Activity: Pick out every line in the data below that holds "AlertKind".

Input data:
//! Integration tests for the AppService → alerts → actuators/report pipeline.
//!
//! These run on the host (x86_64) against mock adapters and drive the
//! service one tick at a time with explicit timestamps.

use super::mock_hw::{ActuatorCall, ManualClock, MockHardware, MockReporter, RecordingSink};

use sensorwatch::alert::AlertKind;
use sensorwatch::app::commands::AppCommand;
use sensorwatch::app::events::AppEvent;
use sensorwatch::app::ports::ClockPort;
use sensorwatch::app::service::AppService;
use sensorwatch::config::SystemConfig;
use sensorwatch::error::{ReportError, RpmError};

const COOL: f32 = 20.0;
const HOT: f32 = 30.0;
const LOW_V: f32 = 1.0;
const HIGH_V: f32 = 3.2;

fn make_app() -> (AppService, MockHardware, RecordingSink, MockReporter) {
    let mut app = AppService::new(SystemConfig::default());
    let mut hw = MockHardware::new();
    let mut sink = RecordingSink::new();
    app.start(&mut hw, &mut sink);
    (app, hw, sink, MockReporter::new())
}

fn tick_with(
    app: &mut AppService,
    hw: &mut MockHardware,
    sink: &mut RecordingSink,
    net: &mut MockReporter,
    now_ms: u64,
    temp: f32,
    volts: f32,
) {
    hw.set_readings(temp, volts);
    app.tick(now_ms, hw, sink, net);
}

// ── Startup ───────────────────────────────────────────────────

#[test]
fn start_stops_motor_and_clears_led() {
    let (app, hw, sink, _) = make_app();
    assert_eq!(hw.calls, vec![ActuatorCall::AllOff]);
    assert!(matches!(sink.events.first(), Some(AppEvent::Started(obs)) if obs.rpm == 0 && !obs.led_on));
    assert_eq!(app.observables().rpm, 0);
    assert_eq!(app.last_report_ms(), 0);
}

// ── Temperature alert ─────────────────────────────────────────

#[test]
fn hot_reading_notifies_once_and_button_lights_led() {
    let (mut app, mut hw, mut sink, mut net) = make_app();
    hw.clear_calls();

    tick_with(&mut app, &mut hw, &mut sink, &mut net, 1_000, HOT, LOW_V);
    assert_eq!(
        sink.notifications(),
        vec![("temp_alert", "High temperature: 30.0\u{00b0}C".to_owned())]
    );
    assert!(app.state().temp_alert_active());
    assert!(
        !hw.calls.contains(&ActuatorCall::SetLed(false)),
        "activation tick must not force the LED low"
    );

    hw.button_held = true;
    tick_with(&mut app, &mut hw, &mut sink, &mut net, 2_000, HOT, LOW_V);
    assert!(hw.led_on());
    assert!(app.observables().led_on);
    assert_eq!(sink.notifications().len(), 1, "no duplicate while still hot");
}

#[test]
fn one_notification_per_crossing() {
    let (mut app, mut hw, mut sink, mut net) = make_app();
    let temps = [COOL, HOT, HOT, 25.0, COOL, 23.0, 23.1, 40.0];
    for (i, t) in temps.iter().enumerate() {
        tick_with(&mut app, &mut hw, &mut sink, &mut net, 1_000 * (i as u64 + 1), *t, LOW_V);
    }
    assert_eq!(sink.notifications().len(), 2);
    assert_eq!(
        sink.count(|e| matches!(e, AppEvent::AlertCleared(AlertKind::Temperature))),
        1
    );
}

#[test]
fn threshold_reading_does_not_alert() {
    let (mut app, mut hw, mut sink, mut net) = make_app();
    tick_with(&mut app, &mut hw, &mut sink, &mut net, 1_000, 23.0, 3.0);
    assert!(sink.notifications().is_empty());
    assert!(!app.state().temp_alert_active());
    assert!(!app.state().voltage_alert_active());
}

#[test]
fn de_alert_forces_led_low_even_with_button_held() {
    let (mut app, mut hw, mut sink, mut net) = make_app();
    hw.button_held = true;
    tick_with(&mut app, &mut hw, &mut sink, &mut net, 1_000, HOT, LOW_V);
    assert!(hw.led_on());

    tick_with(&mut app, &mut hw, &mut sink, &mut net, 2_000, COOL, LOW_V);
    assert!(!hw.led_on());
    assert!(!app.observables().led_on);
    assert_eq!(sink.count(|e| matches!(e, AppEvent::LedChanged(false))), 1);
}

#[test]
fn button_ignored_while_temperature_normal() {
    let (mut app, mut hw, mut sink, mut net) = make_app();
    hw.button_held = true;
    for i in 1..=3 {
        tick_with(&mut app, &mut hw, &mut sink, &mut net, i * 1_000, COOL, LOW_V);
    }
    assert!(!hw.led_on());
    assert_eq!(hw.button_reads, 0, "button is only sampled during a temperature alert");
}

#[test]
fn button_guard_ignores_presses_inside_debounce_window() {
    let (mut app, mut hw, mut sink, mut net) = make_app();
    hw.button_held = true;
    tick_with(&mut app, &mut hw, &mut sink, &mut net, 1_000, HOT, LOW_V);
    assert!(hw.led_on());

    // Drop and re-raise the alert inside the 200 ms guard.
    tick_with(&mut app, &mut hw, &mut sink, &mut net, 1_050, COOL, LOW_V);
    tick_with(&mut app, &mut hw, &mut sink, &mut net, 1_100, HOT, LOW_V);
    assert!(!hw.led_on(), "press inside the guard window is ignored");

    tick_with(&mut app, &mut hw, &mut sink, &mut net, 1_200, HOT, LOW_V);
    assert!(hw.led_on());
}

#[test]
fn long_debounce_skips_a_whole_tick() {
    let config = SystemConfig {
        button_debounce_ms: 1_500,
        ..SystemConfig::default()
    };
    let mut app = AppService::new(config);
    let mut hw = MockHardware::new();
    let mut sink = RecordingSink::new();
    let mut net = MockReporter::new();
    app.start(&mut hw, &mut sink);
    hw.button_held = true;

    for now in [1_000, 2_000, 3_000] {
        tick_with(&mut app, &mut hw, &mut sink, &mut net, now, HOT, LOW_V);
    }
    let presses = hw
        .calls
        .iter()
        .filter(|c| **c == ActuatorCall::SetLed(true))
        .count();
    assert_eq!(presses, 2, "the 2 s press falls inside the 1.5 s guard");
    assert_eq!(hw.button_reads, 3);
}

// ── setRPM ────────────────────────────────────────────────────

fn raise_voltage_alert(
    app: &mut AppService,
    hw: &mut MockHardware,
    sink: &mut RecordingSink,
    net: &mut MockReporter,
) {
    tick_with(app, hw, sink, net, 1_000, COOL, HIGH_V);
    assert!(app.state().voltage_alert_active());
    assert_eq!(
        sink.notifications(),
        vec![("voltage_alert", "High voltage: 3.20V".to_owned())]
    );
}

#[test]
fn set_rpm_accepted_during_voltage_alert() {
    let (mut app, mut hw, mut sink, mut net) = make_app();
    raise_voltage_alert(&mut app, &mut hw, &mut sink, &mut net);

    assert_eq!(app.set_motor_rpm("100", &mut hw, &mut sink), 1);
    assert_eq!(app.observables().rpm, 100);
    assert_eq!(hw.motor_rpm(), 100);
    assert!(sink.events.contains(&AppEvent::RpmChanged { from: 0, to: 100 }));
}

#[test]
fn set_rpm_rejected_without_voltage_alert() {
    let (mut app, mut hw, mut sink, mut net) = make_app();
    tick_with(&mut app, &mut hw, &mut sink, &mut net, 1_000, COOL, 3.0);
    hw.clear_calls();

    assert_eq!(app.set_motor_rpm("100", &mut hw, &mut sink), -1);
    assert_eq!(app.observables().rpm, 0);
    assert_eq!(hw.motor_writes(), 0);
    assert!(sink.events.contains(&AppEvent::RpmRejected(RpmError::VoltageNotAlerted)));
}

#[test]
fn set_rpm_out_of_range() {
    let (mut app, mut hw, mut sink, mut net) = make_app();
    raise_voltage_alert(&mut app, &mut hw, &mut sink, &mut net);
    assert_eq!(app.set_motor_rpm("50", &mut hw, &mut sink), 1);
    hw.clear_calls();

    for arg in ["999", "-5", "256"] {
        assert_eq!(app.set_motor_rpm(arg, &mut hw, &mut sink), -2, "arg {arg}");
    }
    assert_eq!(app.observables().rpm, 50);
    assert_eq!(hw.motor_writes(), 0);
}

#[test]
fn set_rpm_pwm_failure_keeps_previous_speed() {
    let (mut app, mut hw, mut sink, mut net) = make_app();
    raise_voltage_alert(&mut app, &mut hw, &mut sink, &mut net);
    assert_eq!(app.set_motor_rpm("60", &mut hw, &mut sink), 1);

    hw.motor_fault = true;
    assert_eq!(app.set_motor_rpm("200", &mut hw, &mut sink), -3);
    assert_eq!(app.observables().rpm, 60, "state follows the channel, not the request");
    assert_eq!(hw.motor_rpm(), 60);
    assert!(sink.events.contains(&AppEvent::RpmRejected(RpmError::ActuatorFailed)));

    hw.motor_fault = false;
    assert_eq!(app.set_motor_rpm("200", &mut hw, &mut sink), 1);
    assert!(sink.events.contains(&AppEvent::RpmChanged { from: 60, to: 200 }));
}

#[test]
fn set_rpm_parses_permissively() {
    let (mut app, mut hw, mut sink, mut net) = make_app();
    raise_voltage_alert(&mut app, &mut hw, &mut sink, &mut net);

    assert_eq!(app.set_motor_rpm("255", &mut hw, &mut sink), 1);
    assert_eq!(app.set_motor_rpm("abc", &mut hw, &mut sink), 1);
    assert_eq!(app.observables().rpm, 0);
    assert_eq!(app.set_motor_rpm(" 12x", &mut hw, &mut sink), 1);
    assert_eq!(app.observables().rpm, 12);
}

#[test]
fn rpm_survives_voltage_de_alert() {
    let (mut app, mut hw, mut sink, mut net) = make_app();
    raise_voltage_alert(&mut app, &mut hw, &mut sink, &mut net);
    let cmd = AppCommand::SetRpm(heapless::String::try_from("77").unwrap());
    assert_eq!(app.handle_command(cmd, &mut hw, &mut sink), 1);

    tick_with(&mut app, &mut hw, &mut sink, &mut net, 2_000, COOL, LOW_V);
    assert!(!app.state().voltage_alert_active());
    assert_eq!(app.observables().rpm, 77);
    assert_eq!(app.set_motor_rpm("10", &mut hw, &mut sink), -1);
}

// ── Reporting ─────────────────────────────────────────────────

#[test]
fn report_waits_for_full_interval() {
    let (mut app, mut hw, mut sink, mut net) = make_app();
    for now in (1_000..=15_000).step_by(1_000) {
        tick_with(&mut app, &mut hw, &mut sink, &mut net, now, COOL, LOW_V);
    }
    assert!(net.requests.is_empty(), "elapsed == interval is not enough");

    tick_with(&mut app, &mut hw, &mut sink, &mut net, 15_001, COOL, LOW_V);
    assert_eq!(net.requests.len(), 1);
    assert_eq!(app.last_report_ms(), 15_001);

    tick_with(&mut app, &mut hw, &mut sink, &mut net, 30_001, COOL, LOW_V);
    assert_eq!(net.requests.len(), 1);
    tick_with(&mut app, &mut hw, &mut sink, &mut net, 30_002, COOL, LOW_V);
    assert_eq!(net.requests.len(), 2);
}

#[test]
fn report_payload_reflects_state() {
    let (mut app, mut hw, mut sink, mut net) = make_app();
    raise_voltage_alert(&mut app, &mut hw, &mut sink, &mut net);
    assert_eq!(app.set_motor_rpm("100", &mut hw, &mut sink), 1);

    tick_with(&mut app, &mut hw, &mut sink, &mut net, 16_000, 21.5, HIGH_V);
    let req = net.requests.last().expect("one report");
    assert_eq!(req.content_type, "application/x-www-form-urlencoded");
    assert_eq!(req.host.as_str(), "api.thingspeak.com");
    assert_eq!(req.path.as_str(), "/update");
    assert!(
        req.body.ends_with("&field1=21.50&field2=3.20&field3=100&field4=1"),
        "body was {}",
        req.body
    );
    assert!(sink.events.iter().any(|e| matches!(e, AppEvent::ReportSent { status: 200, .. })));
}

#[test]
fn failed_report_still_advances_timer() {
    let (mut app, mut hw, mut sink, _) = make_app();
    let mut net = MockReporter::failing(ReportError::ConnectFailed);

    tick_with(&mut app, &mut hw, &mut sink, &mut net, 20_000, COOL, LOW_V);
    tick_with(&mut app, &mut hw, &mut sink, &mut net, 21_000, COOL, LOW_V);
    assert_eq!(net.requests.len(), 1, "no retry before the next interval");
    assert_eq!(app.last_report_ms(), 20_000);
    assert!(sink.events.contains(&AppEvent::ReportFailed(ReportError::ConnectFailed)));
}

#[test]
fn non_2xx_status_is_logged_not_retried() {
    let (mut app, mut hw, mut sink, mut net) = make_app();
    net.status = 500;
    tick_with(&mut app, &mut hw, &mut sink, &mut net, 20_000, COOL, LOW_V);
    tick_with(&mut app, &mut hw, &mut sink, &mut net, 21_000, COOL, LOW_V);
    assert_eq!(net.requests.len(), 1);
    assert!(sink.events.iter().any(|e| matches!(e, AppEvent::ReportSent { status: 500, .. })));
}

#[test]
fn clock_driven_loop_reports_on_schedule() {
    let (mut app, mut hw, mut sink, mut net) = make_app();
    let clock = ManualClock::new(0);
    hw.set_readings(COOL, LOW_V);
    for _ in 0..40 {
        let now = clock.advance(1_000);
        app.tick(now, &mut hw, &mut sink, &mut net);
    }
    assert_eq!(clock.now_ms(), 40_000);
    assert_eq!(app.tick_count(), 40);
    // 16 s and 32 s: each strictly more than 15 s after the previous attempt.
    assert_eq!(net.requests.len(), 2);
    assert_eq!(app.last_report_ms(), 32_000);
    assert_eq!(
        net.last_body(),
        Some("api_key=CHANGE-ME&field1=20.00&field2=1.00&field3=0&field4=0")
    );
}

Solution to the problem:
use sensorwatch::alert::AlertKind;
        sink.count(|e| matches!(e, AppEvent::AlertCleared(AlertKind::Temperature))),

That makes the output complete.